Loading...

Fraud Mitigation: Best Practices for the Digital Economy 2.0

by Chris Ryan 4 min read September 19, 2022

two coworkers looking at a computer

External fraud generally results from deceptive activity intended to produce financial gain that is carried out by an individual, a group of people or an entire organization. Fraudsters may prey on any organization or individual, regardless of the size or nature of their activities. The tactics used are becoming increasingly sophisticated, requiring a multilayered fraud mitigation strategy.

Fraud mitigation involves using tools to reduce the frequency or severity of these risks, ultimately protecting the bottom line and the future of the organization.

Fraud impacts the bottom line and so much more

According to the Federal Trade Commission, consumers reported losing more than $10 billion to fraud in 2023, a 14% increase over the previous year and the highest dollar amount ever reported.

These costs extend beyond the face value of the theft to include fees and interest incurred, fines and legal fees, labor and investigation costs and external recovery expenses.

Aside from dollar losses and direct costs, fraud can also pose legal risks that lead to fines and other legal actions and diminish credibility with regulators. Word of deceptive activities can also create risk for the brand and reputation. These factors can, in turn, result in a loss of market confidence, making it difficult to retain clients and engage new business.

Leveraging fraud mitigation best practices

As the future unfolds, three things are fairly certain: 1) The future is likely to bring more technological advances and, thereby, new ways of working and creating. 2) Fraudsters will continue to look for ways to exploit those opportunities. 3) The future is here, today. Organizations that want to remain competitive in the digital economy should make fraud mitigation and prevention an integral part of their operational strategy.
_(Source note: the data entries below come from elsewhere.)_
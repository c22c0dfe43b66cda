/*
* Licensed to Elasticsearch B.V. under one or more contributor
* license agreements. See the NOTICE file distributed with
* this work for additional information regarding copyright
* ownership. Elasticsearch B.V. licenses this file to you under
* the Apache License, Version 2.0 (the "License"); you may
* not use this file except in compliance with the License.
* You may obtain a copy of the License at
*
*  http://www.apache.org/licenses/LICENSE-2.0
*
* Unless required by applicable law or agreed to in writing,
* software distributed under the License is distributed on an
* "AS IS" BASIS, WITHOUT WARRANTIES OR CONDITIONS OF ANY
* KIND, either express or implied.  See the License for the
* specific language governing permissions and limitations
* under the License.
*/

//! Ram allocated dense row matrices.

use rayon::prelude::*;
use std::cmp::min;
use std::marker::PhantomData;
use std::sync::Mutex;

use crate::errors::{ParsingError, RowCloudError, RowCloudResult};
use crate::metrics::*;
use crate::RowIndex;

#[inline]
fn chunk(data_dim: usize) -> usize {
    min(15000 / data_dim.max(1), 20).max(1)
}

/// A thin wrapper to give a flat `Vec<f64>` dimensionality.
///
/// Rows are stored contiguously, `dim` values each. The metric is a type
/// parameter so the distance kernel monomorphizes, defaulting to `L2`.
#[derive(Debug, Clone)]
pub struct RowMatrix<M = L2> {
    name: String,
    data: Vec<f64>,
    dim: usize,
    metric: PhantomData<M>,
}

impl<M: Metric> RowMatrix<M> {
    /// Consumes your vec and dimension and gives a dimensioned matrix.
    /// The data length has to be a multiple of the dimension.
    pub fn new(data: Vec<f64>, dim: usize) -> RowCloudResult<RowMatrix<M>> {
        if !data.is_empty() && (dim == 0 || data.len() % dim != 0) {
            return Err(ParsingError::RegularParsingError(
                "data length is not a multiple of the row dimension",
            )
            .into());
        }
        let name = "RAM".to_string();
        Ok(RowMatrix {
            name,
            data,
            dim,
            metric: PhantomData,
        })
    }

    /// Renames the matrix, the name shows up in access errors.
    pub fn with_name(mut self, name: &str) -> RowMatrix<M> {
        self.name = name.to_string();
        self
    }

    /// The source name, usually the file the matrix came from.
    pub fn name(&self) -> &str {
        &self.name
    }

    /// The dimension of the underlying data
    #[inline]
    pub fn dim(&self) -> usize {
        self.dim
    }

    /// The number of rows this matrix covers
    #[inline]
    pub fn len(&self) -> usize {
        if self.dim == 0 {
            0
        } else {
            self.data.len() / self.dim
        }
    }

    /// If this is empty
    #[inline]
    pub fn is_empty(&self) -> bool {
        self.data.is_empty()
    }

    /// Indexes used for access
    #[inline]
    pub fn reference_indexes(&self) -> Vec<RowIndex> {
        (0..self.len()).collect()
    }

    /// Gets a row from this matrix
    #[inline]
    pub fn row<'a, 'b: 'a>(&'b self, i: RowIndex) -> RowCloudResult<&'a [f64]> {
        if self.dim == 0 {
            return Err(RowCloudError::data_access(i, self.name.clone()));
        }
        match self.data.get(self.dim * i..self.dim * i + self.dim) {
            None => Err(RowCloudError::data_access(i, self.name.clone())),
            Some(x) => Ok(x),
        }
    }

    /// The distance between a pair of rows.
    pub fn distance(&self, i: RowIndex, j: RowIndex) -> RowCloudResult<f64> {
        Ok(M::dense(self.row(i)?, self.row(j)?))
    }

    /// The main distance function. This paralizes if there are many indexes.
    /// The result is ordered by `indexes` either way.
    pub fn distances_to_row(
        &self,
        i: RowIndex,
        indexes: &[RowIndex],
    ) -> RowCloudResult<Vec<f64>> {
        self.distances_to_point(self.row(i)?, indexes)
    }

    /// The main distance function. This paralizes if there are many indexes.
    /// The result is ordered by `indexes` either way.
    pub fn distances_to_point(&self, x: &[f64], indexes: &[RowIndex]) -> RowCloudResult<Vec<f64>> {
        let chunk = chunk(self.dim());
        let len = indexes.len();
        if len > chunk * 3 {
            let mut dists: Vec<f64> = vec![0.0; len];
            let error: Mutex<Result<(), RowCloudError>> = Mutex::new(Ok(()));
            dists
                .par_chunks_mut(chunk)
                .zip(indexes.par_chunks(chunk))
                .for_each(|(chunk_dists, chunk_indexes)| {
                    for (d, j) in chunk_dists.iter_mut().zip(chunk_indexes) {
                        match self.row(*j) {
                            Ok(y) => *d = M::dense(x, y),
                            Err(e) => {
                                *error.lock().unwrap() = Err(e);
                            }
                        }
                    }
                });
            (error.into_inner().unwrap())?;
            Ok(dists)
        } else {
            indexes
                .iter()
                .map(|j| {
                    let y = self.row(*j)?;
                    Ok(M::dense(x, y))
                })
                .collect()
        }
    }
}

#[cfg(test)]
pub mod tests {
    use super::*;
    use std::iter;

    pub fn build_ram_random_test(count: usize, data_dim: usize) -> RowMatrix<L2> {
        RowMatrix::new(
            (0..count * data_dim)
                .map(|_i| rand::random::<f64>())
                .collect(),
            data_dim,
        )
        .unwrap()
    }

    pub fn build_ram_fixed_test(count: usize, data_dim: usize) -> RowMatrix<L2> {
        RowMatrix::new(
            (0..count)
                .map(|i| iter::repeat(i as f64).take(data_dim))
                .flatten()
                .collect(),
            data_dim,
        )
        .unwrap()
    }

    #[test]
    fn row_correct() {
        let mat = build_ram_fixed_test(5, 5);

        let row = mat.row(1).unwrap();
        for d in row.iter() {
            assert_approx_eq!(1.0, d);
        }
    }

    #[test]
    fn row_out_of_bounds_is_an_access_error() {
        let mat = build_ram_fixed_test(5, 5);
        match mat.row(5) {
            Err(RowCloudError::DataAccessError { index, .. }) => assert_eq!(5, index),
            other => panic!("expected a data access error, got {:?}", other),
        }
    }

    #[test]
    fn ragged_data_is_rejected() {
        assert!(RowMatrix::<L2>::new(vec![1.0, 2.0, 3.0], 2).is_err());
        assert!(RowMatrix::<L2>::new(vec![], 0).is_ok());
    }

    #[test]
    fn distance_correct() {
        let mat = build_ram_fixed_test(5, 5);

        let indexes = [1];
        let point = vec![0.0f64; 5];

        let dists = mat.distances_to_point(&point[..], &indexes).unwrap();
        for d in dists {
            assert_approx_eq!(5.0f64.sqrt(), d);
        }
        let dists = mat.distances_to_row(0, &indexes).unwrap();
        for d in dists {
            assert_approx_eq!(5.0f64.sqrt(), d);
        }
        assert_approx_eq!(5.0f64.sqrt(), mat.distance(0, 1).unwrap());
    }

    #[test]
    fn parallel_path_matches_the_sequential_one() {
        let mat = build_ram_random_test(200, 3);
        let indexes = mat.reference_indexes();

        // well past chunk * 3, so this takes the rayon path
        let parallel = mat.distances_to_row(0, &indexes).unwrap();
        assert_eq!(200, parallel.len());
        for (j, d) in parallel.iter().enumerate() {
            assert_approx_eq!(mat.distance(0, j).unwrap(), *d);
        }
    }

    #[test]
    fn parallel_path_surfaces_access_errors() {
        let mat = build_ram_random_test(100, 3);
        let mut indexes = mat.reference_indexes();
        indexes.push(100);
        assert!(mat.distances_to_row(0, &indexes).is_err());
    }
}
//! Report Data Structures

use std::time::Duration;

use chrono::{DateTime, Utc};
use gridbench_core::{Classification, RunSummary};
use serde::{Deserialize, Serialize};

/// Current report schema version
pub const SCHEMA_VERSION: u32 = 1;

/// Complete run report
#[derive(Debug, Clone, Serialize, Deserialize)]
pub struct RunReport {
    pub meta: ReportMeta,
    pub cases: Vec<ReportCase>,
    pub totals: ReportTotals,
}

/// Report metadata
#[derive(Debug, Clone, Serialize, Deserialize)]
pub struct ReportMeta {
    pub schema_version: u32,
    pub version: String,
    pub timestamp: DateTime<Utc>,
    pub system: SystemInfo,
    pub default_budget_ms: u64,
}

/// System information
#[derive(Debug, Clone, Serialize, Deserialize)]
pub struct SystemInfo {
    pub os: String,
    pub arch: String,
}

/// Individual case result in the report
#[derive(Debug, Clone, Serialize, Deserialize)]
pub struct ReportCase {
    /// Owning benchmark
    pub benchmark: String,
    /// Case name, or joined labels for grid combinations
    pub case: String,
    /// Dimension labels in declared order; empty for simple cases
    pub labels: Vec<String>,
    /// Warmup probe admission decision
    pub classification: Classification,
    /// Budget-normalized repetitions, or the skip/marginal sentinel
    pub throughput: u64,
}

/// Final run counters
#[derive(Debug, Clone, Copy, Serialize, Deserialize)]
pub struct ReportTotals {
    pub files: usize,
    pub benchmarks: usize,
    pub failed: usize,
}

impl RunReport {
    /// Build a report from a finished run.
    pub fn from_run(summary: &RunSummary, default_budget: Duration) -> Self {
        RunReport {
            meta: ReportMeta {
                schema_version: SCHEMA_VERSION,
                version: env!("CARGO_PKG_VERSION").to_string(),
                timestamp: Utc::now(),
                system: SystemInfo {
                    os: std::env::consts::OS.to_string(),
                    arch: std::env::consts::ARCH.to_string(),
                },
                default_budget_ms: default_budget.as_millis() as u64,
            },
            cases: summary
                .records
                .iter()
                .map(|record| ReportCase {
                    benchmark: record.benchmark.clone(),
                    case: record.case.clone(),
                    labels: record.labels.clone(),
                    classification: record.classification,
                    throughput: record.throughput,
                })
                .collect(),
            totals: ReportTotals {
                files: summary.totals.files,
                benchmarks: summary.totals.benchmarks,
                failed: summary.totals.failed,
            },
        }
    }
}
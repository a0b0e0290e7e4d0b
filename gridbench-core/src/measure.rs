//! Measurement Primitives
//!
//! The adaptive repetition engine, budget normalization, and CPU
//! affinity control. The engine is the only component that observes
//! wall-clock time during measurement; everything downstream works
//! with the `Timing` it reports.

use std::time::{Duration, Instant};

/// What one engine invocation actually did.
#[derive(Debug, Clone, Copy, PartialEq, Eq)]
pub struct Timing {
    /// Total elapsed wall-clock time.
    pub elapsed: Duration,
    /// Completed repetitions within that time.
    pub reps: u64,
}

/// Adaptive repetition primitive.
///
/// Repeats an operation until a target duration has elapsed. The
/// engine always completes at least one repetition and only checks the
/// clock between repetitions, so it may overshoot the budget but never
/// undershoots it.
pub trait RepetitionEngine {
    /// Run `op` back to back until at least `budget` has elapsed.
    fn run_until(&mut self, budget: Duration, op: &mut dyn FnMut()) -> Timing;
}

/// Wall-clock engine used for real runs.
#[derive(Debug, Default)]
pub struct WallClockEngine;

impl RepetitionEngine for WallClockEngine {
    fn run_until(&mut self, budget: Duration, op: &mut dyn FnMut()) -> Timing {
        let start = Instant::now();
        let mut reps = 0u64;
        loop {
            op();
            reps += 1;
            let elapsed = start.elapsed();
            if elapsed >= budget {
                return Timing { elapsed, reps };
            }
        }
    }
}

/// Normalize an engine result onto the common per-budget basis.
///
/// Computes `floor(reps * budget / elapsed)` in nanoseconds, correcting
/// for the engine's overshoot so runs with different overshoot
/// magnitudes stay comparable. When `elapsed` equals the budget the
/// result is exactly `reps`. A zero `elapsed` reports zero.
pub fn throughput(timing: Timing, budget: Duration) -> u64 {
    let elapsed = timing.elapsed.as_nanos();
    if elapsed == 0 {
        return 0;
    }
    ((timing.reps as u128 * budget.as_nanos()) / elapsed) as u64
}

/// Pin the current thread to a specific CPU for stable measurements.
///
/// This keeps timings comparable by avoiding core migrations.
#[cfg(target_os = "linux")]
pub fn pin_to_cpu(cpu: usize) -> Result<(), std::io::Error> {
    use std::mem::MaybeUninit;

    unsafe {
        let mut set = MaybeUninit::<libc::cpu_set_t>::zeroed();
        let set_ref = set.assume_init_mut();
        libc::CPU_ZERO(set_ref);
        libc::CPU_SET(cpu, set_ref);

        let result = libc::sched_setaffinity(0, std::mem::size_of::<libc::cpu_set_t>(), set_ref);
        if result == 0 {
            Ok(())
        } else {
            Err(std::io::Error::last_os_error())
        }
    }
}

/// Pin the current thread to a specific CPU (no-op on this platform).
#[cfg(not(target_os = "linux"))]
pub fn pin_to_cpu(_cpu: usize) -> Result<(), std::io::Error> {
    Ok(())
}

/// Number of CPUs in the current thread's affinity mask.
#[cfg(target_os = "linux")]
pub fn pinned_cpu_count() -> Result<usize, std::io::Error> {
    use std::mem::MaybeUninit;

    unsafe {
        let mut set = MaybeUninit::<libc::cpu_set_t>::zeroed();
        let set_ref = set.assume_init_mut();

        let result = libc::sched_getaffinity(0, std::mem::size_of::<libc::cpu_set_t>(), set_ref);
        if result == 0 {
            Ok(libc::CPU_COUNT(set_ref) as usize)
        } else {
            Err(std::io::Error::last_os_error())
        }
    }
}

/// Number of CPUs in the affinity mask (always one on this platform).
#[cfg(not(target_os = "linux"))]
pub fn pinned_cpu_count() -> Result<usize, std::io::Error> {
    Ok(1)
}

#[cfg(test)]
mod tests {
    use super::*;

    #[test]
    fn test_wall_clock_engine_runs_at_least_once() {
        let mut engine = WallClockEngine;
        let mut count = 0u64;
        let timing = engine.run_until(Duration::ZERO, &mut || count += 1);
        assert_eq!(timing.reps, 1);
        assert_eq!(count, 1);
    }

    #[test]
    fn test_wall_clock_engine_reaches_budget() {
        let mut engine = WallClockEngine;
        let budget = Duration::from_millis(5);
        let mut count = 0u64;
        let timing = engine.run_until(budget, &mut || count += 1);
        assert!(timing.elapsed >= budget);
        assert_eq!(timing.reps, count);
        assert!(timing.reps >= 1);
    }

    #[test]
    fn test_throughput_exact_budget_yields_reps() {
        let timing = Timing {
            elapsed: Duration::from_millis(100),
            reps: 7,
        };
        assert_eq!(throughput(timing, Duration::from_millis(100)), 7);
    }

    #[test]
    fn test_throughput_corrects_overshoot() {
        // 10 reps in 2s against a 1s budget scales down to 5.
        let timing = Timing {
            elapsed: Duration::from_secs(2),
            reps: 10,
        };
        assert_eq!(throughput(timing, Duration::from_secs(1)), 5);
    }

    #[test]
    fn test_throughput_floors() {
        // floor(2 * 2 / 3) = 1
        let timing = Timing {
            elapsed: Duration::from_nanos(3),
            reps: 2,
        };
        assert_eq!(throughput(timing, Duration::from_nanos(2)), 1);
    }

    #[test]
    fn test_throughput_zero_elapsed() {
        let timing = Timing {
            elapsed: Duration::ZERO,
            reps: 100,
        };
        assert_eq!(throughput(timing, Duration::from_secs(1)), 0);
    }
}
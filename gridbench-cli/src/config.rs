//! Configuration loading from gridbench.toml
//!
//! Gridbench configuration can be specified in a `gridbench.toml` file in the
//! project root. The configuration is automatically discovered by walking up
//! from the current directory.

use serde::{Deserialize, Serialize};
use std::path::Path;

/// Gridbench configuration
#[derive(Debug, Clone, Serialize, Deserialize, Default)]
pub struct GridConfig {
    /// Runner configuration
    #[serde(default)]
    pub runner: RunnerConfig,
    /// Suite discovery configuration
    #[serde(default)]
    pub discovery: DiscoveryConfig,
    /// Output configuration
    #[serde(default)]
    pub output: OutputConfig,
}

/// Runner configuration for benchmark execution
#[derive(Debug, Clone, Serialize, Deserialize)]
pub struct RunnerConfig {
    /// Time budget per benchmark case (e.g., "250ms", "1s")
    #[serde(default = "default_budget")]
    pub budget: String,
    /// CPU the process is pinned to before measuring
    #[serde(default)]
    pub pin_cpu: usize,
}

impl Default for RunnerConfig {
    fn default() -> Self {
        Self {
            budget: default_budget(),
            pin_cpu: 0,
        }
    }
}

fn default_budget() -> String {
    "1s".to_string()
}

/// Suite discovery configuration
#[derive(Debug, Clone, Serialize, Deserialize)]
pub struct DiscoveryConfig {
    /// Glob patterns matched against registered suite paths
    #[serde(default = "default_patterns")]
    pub patterns: Vec<String>,
}

impl Default for DiscoveryConfig {
    fn default() -> Self {
        Self {
            patterns: default_patterns(),
        }
    }
}

fn default_patterns() -> Vec<String> {
    vec!["**".to_string()]
}

/// Output configuration
#[derive(Debug, Clone, Serialize, Deserialize, Default)]
pub struct OutputConfig {
    /// Write a JSON run report to this path after each run
    #[serde(default)]
    pub report: Option<String>,
}

impl GridConfig {
    /// Load configuration from a TOML file
    pub fn load(path: impl AsRef<Path>) -> anyhow::Result<Self> {
        let content = std::fs::read_to_string(path.as_ref())?;
        let config: Self = toml::from_str(&content)?;
        Ok(config)
    }

    /// Try to discover and load configuration by walking up from current directory
    pub fn discover() -> Option<Self> {
        let mut dir = std::env::current_dir().ok()?;
        loop {
            let config_path = dir.join("gridbench.toml");
            if config_path.exists() {
                return Self::load(&config_path).ok();
            }
            if !dir.pop() {
                break;
            }
        }
        None
    }

    /// Generate a default configuration as TOML string
    pub fn default_toml() -> String {
        r#"# Gridbench Configuration

[runner]
# Time budget per benchmark case
budget = "1s"
# CPU the process is pinned to before measuring
pin_cpu = 0

[discovery]
# Glob patterns matched against registered suite paths
patterns = ["**"]

[output]
# Write a JSON run report after each run (uncomment to enable)
# report = "target/gridbench/report.json"
"#
        .to_string()
    }

    /// Parse duration string (e.g., "3s", "500ms", "2m") to nanoseconds.
    /// Bare numbers are milliseconds, matching the registration API.
    pub fn parse_duration(s: &str) -> anyhow::Result<u64> {
        let s = s.trim();
        if s.is_empty() {
            return Err(anyhow::anyhow!("Empty duration string"));
        }

        // Find where the number ends and unit begins
        let (num_part, unit_part) = s
            .char_indices()
            .find(|(_, c)| c.is_alphabetic())
            .map(|(i, _)| s.split_at(i))
            .unwrap_or((s, "ms"));

        let value: f64 = num_part
            .parse()
            .map_err(|_| anyhow::anyhow!("Invalid duration number: {}", num_part))?;

        let multiplier: u64 = match unit_part.to_lowercase().as_str() {
            "ns" => 1,
            "us" | "µs" => 1_000,
            "ms" | "" => 1_000_000,
            "s" => 1_000_000_000,
            "m" | "min" => 60_000_000_000,
            _ => return Err(anyhow::anyhow!("Unknown duration unit: {}", unit_part)),
        };

        Ok((value * multiplier as f64) as u64)
    }
}

#[cfg(test)]
mod tests {
    use super::*;

    #[test]
    fn test_default_config() {
        let config = GridConfig::default();
        assert_eq!(config.runner.budget, "1s");
        assert_eq!(config.runner.pin_cpu, 0);
        assert_eq!(config.discovery.patterns, vec!["**".to_string()]);
        assert!(config.output.report.is_none());
    }

    #[test]
    fn test_parse_duration() {
        assert_eq!(GridConfig::parse_duration("3s").unwrap(), 3_000_000_000);
        assert_eq!(GridConfig::parse_duration("500ms").unwrap(), 500_000_000);
        assert_eq!(GridConfig::parse_duration("100us").unwrap(), 100_000);
        assert_eq!(GridConfig::parse_duration("1000ns").unwrap(), 1000);
        assert_eq!(GridConfig::parse_duration("2m").unwrap(), 120_000_000_000);
        assert_eq!(GridConfig::parse_duration("1.5s").unwrap(), 1_500_000_000);
    }

    #[test]
    fn test_parse_duration_bare_number_is_millis() {
        assert_eq!(GridConfig::parse_duration("250").unwrap(), 250_000_000);
        assert_eq!(GridConfig::parse_duration("1").unwrap(), 1_000_000);
    }

    #[test]
    fn test_parse_duration_rejects_garbage() {
        assert!(GridConfig::parse_duration("").is_err());
        assert!(GridConfig::parse_duration("fast").is_err());
        assert!(GridConfig::parse_duration("10parsecs").is_err());
    }

    #[test]
    fn test_parse_toml() {
        let toml_str = r#"
            [runner]
            budget = "250ms"

            [output]
            report = "out/report.json"
        "#;

        let config: GridConfig = toml::from_str(toml_str).unwrap();
        assert_eq!(config.runner.budget, "250ms");
        assert_eq!(config.output.report.as_deref(), Some("out/report.json"));
        // Defaults should still apply
        assert_eq!(config.runner.pin_cpu, 0);
        assert_eq!(config.discovery.patterns, vec!["**".to_string()]);
    }

    #[test]
    fn test_default_toml_parses() {
        let default_toml = GridConfig::default_toml();
        let config: GridConfig = toml::from_str(&default_toml).unwrap();
        assert_eq!(config.runner.budget, "1s");
    }
}
//! Suite Discovery
//!
//! Builds the list of suite files to load by matching glob patterns
//! against registered suite paths. Suites are compiled into the binary,
//! so patterns match registry paths rather than the filesystem.
//!
//! Ordering:
//! - Patterns are expanded in the order given
//! - Matches within one pattern are sorted lexicographically
//! - A path matched by several patterns keeps its first position

use gridbench_core::SuiteDef;
use std::collections::HashSet;

/// Ordered list of suite paths selected for a run
#[derive(Debug)]
pub struct SuitePlan {
    /// Suite paths in load order
    pub paths: Vec<String>,
}

/// Build a suite plan from registered paths and discovery patterns
pub fn plan_suites(
    paths: impl IntoIterator<Item = &'static str>,
    patterns: &[String],
) -> anyhow::Result<SuitePlan> {
    let available: Vec<&'static str> = paths.into_iter().collect();
    let mut seen = HashSet::new();
    let mut ordered = Vec::new();

    for pattern in patterns {
        let matcher = glob::Pattern::new(pattern)
            .map_err(|e| anyhow::anyhow!("Invalid discovery pattern '{}': {}", pattern, e))?;

        let mut matched: Vec<&str> = available
            .iter()
            .copied()
            .filter(|p| matcher.matches(p))
            .collect();
        matched.sort_unstable();

        for path in matched {
            if seen.insert(path) {
                ordered.push(path.to_string());
            }
        }
    }

    Ok(SuitePlan { paths: ordered })
}

/// Expand discovery patterns against the suite registry
pub fn discover_paths(patterns: &[String]) -> anyhow::Result<SuitePlan> {
    plan_suites(
        inventory::iter::<SuiteDef>.into_iter().map(|s| s.path),
        patterns,
    )
}

/// All registered suite paths, sorted
pub fn registered_suites() -> Vec<&'static str> {
    let mut paths: Vec<&'static str> = inventory::iter::<SuiteDef>
        .into_iter()
        .map(|s| s.path)
        .collect();
    paths.sort_unstable();
    paths
}

#[cfg(test)]
mod tests {
    use super::*;

    const PATHS: &[&str] = &[
        "suites/parse.rs",
        "suites/hash.rs",
        "suites/io/read.rs",
        "suites/io/write.rs",
    ];

    fn plan(patterns: &[&str]) -> Vec<String> {
        let patterns: Vec<String> = patterns.iter().map(|p| p.to_string()).collect();
        plan_suites(PATHS.iter().copied(), &patterns).unwrap().paths
    }

    #[test]
    fn test_catch_all_matches_everything_sorted() {
        let paths = plan(&["**"]);
        assert_eq!(
            paths,
            vec![
                "suites/hash.rs",
                "suites/io/read.rs",
                "suites/io/write.rs",
                "suites/parse.rs",
            ]
        );
    }

    #[test]
    fn test_pattern_order_preserved() {
        // parse.rs comes first because its pattern was given first,
        // even though it sorts after the io suites.
        let paths = plan(&["suites/parse.rs", "suites/io/*"]);
        assert_eq!(
            paths,
            vec!["suites/parse.rs", "suites/io/read.rs", "suites/io/write.rs"]
        );
    }

    #[test]
    fn test_duplicate_match_keeps_first_position() {
        let paths = plan(&["suites/hash.rs", "**"]);
        assert_eq!(paths[0], "suites/hash.rs");
        assert_eq!(paths.len(), 4);
    }

    #[test]
    fn test_no_match_yields_empty_plan() {
        let paths = plan(&["suites/missing.rs"]);
        assert!(paths.is_empty());
    }

    #[test]
    fn test_invalid_pattern_is_rejected() {
        let patterns = vec!["suites/[".to_string()];
        let err = plan_suites(PATHS.iter().copied(), &patterns).unwrap_err();
        assert!(err.to_string().contains("Invalid discovery pattern"));
    }
}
Assess the risk environment

While enhancing revenue opportunities, the global digital economy has increased the complexity of risk management. Be aware of situations that require people to enforce fraud risk policies. While informed, experienced people are powerful resources, it is important to automate routine decisions where you can and leverage people on the most challenging cases.

It is also critical to consider that not every fraud risk aligns directly to losses. Consider touchpoints where information can be exposed that will later be used to commit fraud. Information that crooks attempt to glean from idle chatter during a customer service call can be a source of unexpected vulnerability. These activities can benefit from greater transparency and automated oversight.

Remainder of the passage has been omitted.